National Geographic Asia
- Broadcast area: Southeast Asia Hong Kong Taiwan Japan South Korea Mongolia
- Headquarters: Hong Kong

Programming
- Languages: English Chinese (Mandarin/Cantonese; dubbing/subtitles) Japanese (dubbing/subtitles) Korean (dubbing/subtitles) Indonesian (dubbing/subtitles) Malay (dubbing/subtitles) Filipino (dubbing/subtitles) Thai (dubbing/subtitles) Vietnamese (subtitles)
- Picture format: 1080i HDTV

Ownership
- Owner: NGC Network Asia, LLC (The Walt Disney Company)
- Sister channels: Nat Geo Wild

History
- Launched: January 1, 1994; 32 years ago (Asia) September 1, 2002; 24 years ago (Japan)
- Closed: January 1, 2022; 4 years ago (SD feed, Vietnam) September 30, 2023; 2 years ago (SD feed, South Korea) October 1, 2023; 2 years ago (Southeast Asia, Hong Kong, and CHT MOD in Taiwan feed) January 1, 2024; 2 years ago (Cable feed, Taiwan);
- Replaced by: Techstorm (Unifi TV) Global Trekker (Astro) BBC Lifestyle (Cignal) BBC Earth (Taiwan) Disney+ (Hong Kong, Southeast Asia, Japan, South Korea, and Taiwan)
- Former names: NBC Asia (1994–1998); National Geographic Channel (1998–2016);

Links
- Website: natgeotv.jp

= National Geographic Asia =

Television channel based in Asia

National Geographic Asia, also referred to as Nat Geo Asia, and National Geographic Channel and also commercially abbreviated and trademarked as Nat Geo or Nat Geo TV, and formerly known as NBC Asia, is a pan-Asian subscription television channel owned by Disney Networks Group Asia Pacific (through NGC Network Asia, LLC). The channel featured non-fiction, factual programming involving nature, science, culture and history, produced by the National Geographic Society, just like History and Discovery Channel.

It was launched on January 1, 1994, as NBC Asia. As of 2008, the Asian version of the original US version was available in over 56 million homes. NGC Asia has had six different channels of feeds. The channel closed in 2023–2024 as National Geographic libraries moved to the streaming platform Disney+.

== History ==

=== NBC Asia (1994–1998) ===
On January 1, 1994, the channel was officially launched as NBC Asia. It featured mostly NBC programs as well as the NBC Nightly News, The Tonight Show, Saturday Night Live and Late Night. Like its European counterpart, it could not broadcast United States-produced primetime shows due to rights restrictions. It did, however, also air some NBC Sports output. During weekday evenings, NBC Asia had a regional evening news program. It occasionally simulcast some programs from CNBC Asia and MSNBC.

=== National Geographic Asia (1998–2023) ===
On July 1, 1998, NBC Asia was rebranded as the National Geographic Channel. The NBC programming moved to CNBC Asia.

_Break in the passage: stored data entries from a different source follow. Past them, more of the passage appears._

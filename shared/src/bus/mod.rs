//! Message bus abstraction
//!
//! The queen and the drones talk over a publish/subscribe broker that
//! supports pattern subscriptions, a transport-level recipient count on
//! publish and client-list introspection. [`MessageBus`] abstracts that
//! broker so the dispatch and monitor logic can run against the real
//! Redis-backed bus or the in-process [`memory::MemoryBus`].

pub mod memory;
pub mod redis;

use anyhow::Result;
use async_trait::async_trait;

/// One event delivered to a pattern subscription.
#[derive(Debug, Clone)]
pub enum BusEvent {
    /// A published message that matched one of our patterns.
    Message(BusMessage),
    /// Subscription housekeeping (subscribe/unsubscribe confirmations);
    /// never carries a command.
    Housekeeping,
}

/// A published message as delivered to a subscriber.
#[derive(Debug, Clone)]
pub struct BusMessage {
    /// The subscription pattern that matched, when the broker reports it.
    pub pattern: Option<String>,
    pub channel: String,
    pub payload: Vec<u8>,
}

/// One connected broker client, from client-list introspection.
#[derive(Debug, Clone)]
pub struct BusClient {
    pub id: String,
    pub name: String,
    pub addr: String,
    pub age_s: u64,
}

/// Abstract publish/subscribe broker.
#[async_trait]
pub trait MessageBus: Send + Sync {
    /// Publish a payload, returning the transport-level recipient count.
    async fn publish(&self, channel: &str, payload: &[u8]) -> Result<usize>;

    /// Open a subscription over the given patterns.
    async fn pattern_subscribe(&self, patterns: &[String]) -> Result<Box<dyn Subscription>>;

    /// List connected clients.
    async fn client_list(&self) -> Result<Vec<BusClient>>;
}

/// An open pattern subscription.
#[async_trait]
pub trait Subscription: Send {
    /// Wait for the next event; `None` when the subscription is closed.
    async fn next_event(&mut self) -> Result<Option<BusEvent>>;
}

/// Glob match with `*` as the only wildcard, as broker patterns use.
pub fn pattern_matches(pattern: &str, channel: &str) -> bool {
    fn matches(p: &[u8], c: &[u8]) -> bool {
        match p.first() {
            None => c.is_empty(),
            Some(b'*') => matches(&p[1..], c) || (!c.is_empty() && matches(p, &c[1..])),
            Some(byte) => c.first() == Some(byte) && matches(&p[1..], &c[1..]),
        }
    }
    matches(pattern.as_bytes(), channel.as_bytes())
}

#[cfg(test)]
mod tests {
    use super::*;

    #[test]
    fn test_pattern_matches() {
        assert!(pattern_matches("board_1_*", "board_1_abc"));
        assert!(pattern_matches("board_all_*", "board_all_x"));
        assert!(pattern_matches("board_1.1_*", "board_1.1_cid"));
        assert!(!pattern_matches("board_1_*", "board_1.1_cid"));
        assert!(!pattern_matches("board_1_*", "board_10_cid"));
        assert!(!pattern_matches("board_1_*", "board_1"));
        assert!(pattern_matches("exact", "exact"));
        assert!(!pattern_matches("exact", "exactly"));
        assert!(pattern_matches("*", "anything"));
    }
}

On February 4, 2008, the Nat Geo Junior programming block of two non-contingent hours, late morning and late afternoon, was launched on the channel. I Didn't Know That, Mad Labs and Wild Detectives were the initial shows on the block.

==== Closure ====
National Geographic and its sister channel Nat Geo Wild have remained on-air until the announcement of the channel closure on October 1, 2023. This announcement led many of the pay TV providers to lose all of the Disney/Fox linear channels, including National Geographic itself. However, the majority of National Geographic's libraries, including their documentary films, have been included on Disney+ content hub as Disney currently owns the partial ownership on National Geographic Global Networks.

Later on, the Taiwan feed closed down on January 1, 2024; with BBC Earth serving as its replacement.

The only feed that hasn't shut down yet is in Japan, as the Japanese feed is currently operated by The Walt Disney Company (Japan) Ltd; both the Middle Eastern and Indian sub-continent feed is yet to be determined, while the earlier territories currently share the feed with the European/African feeds from The Walt Disney Company EMEA.

== Feeds ==

Original National Geographic Channel logo (2005–2016)

- National Geographic India – It was aimed at India and neighbouring countries. The channel was aired in English, Hindi, Tamil, Telugu and Bengali via five different audio tracks.
- National Geographic Middle East – It simulcasts the Asian from 11:00pm to 5:00am Hong Kong time. Arabic subtitles are available as well. Following the discontinuation of the main Asian feed, now the feed is managed by The Walt Disney Company EMEA, which already controls National Geographic channels in the European and African regions.
- National Geographic Japan – includes Japanese subtitles.
- National Geographic Asia – Broadcasts in both English and Cantonese via two audio tracks‚ as well as a Cantonese subtitles tracks. Closed on 1 October 2023.
- National Geographic Taiwan – includes Chinese subtitles. Closed on 1 January 2024.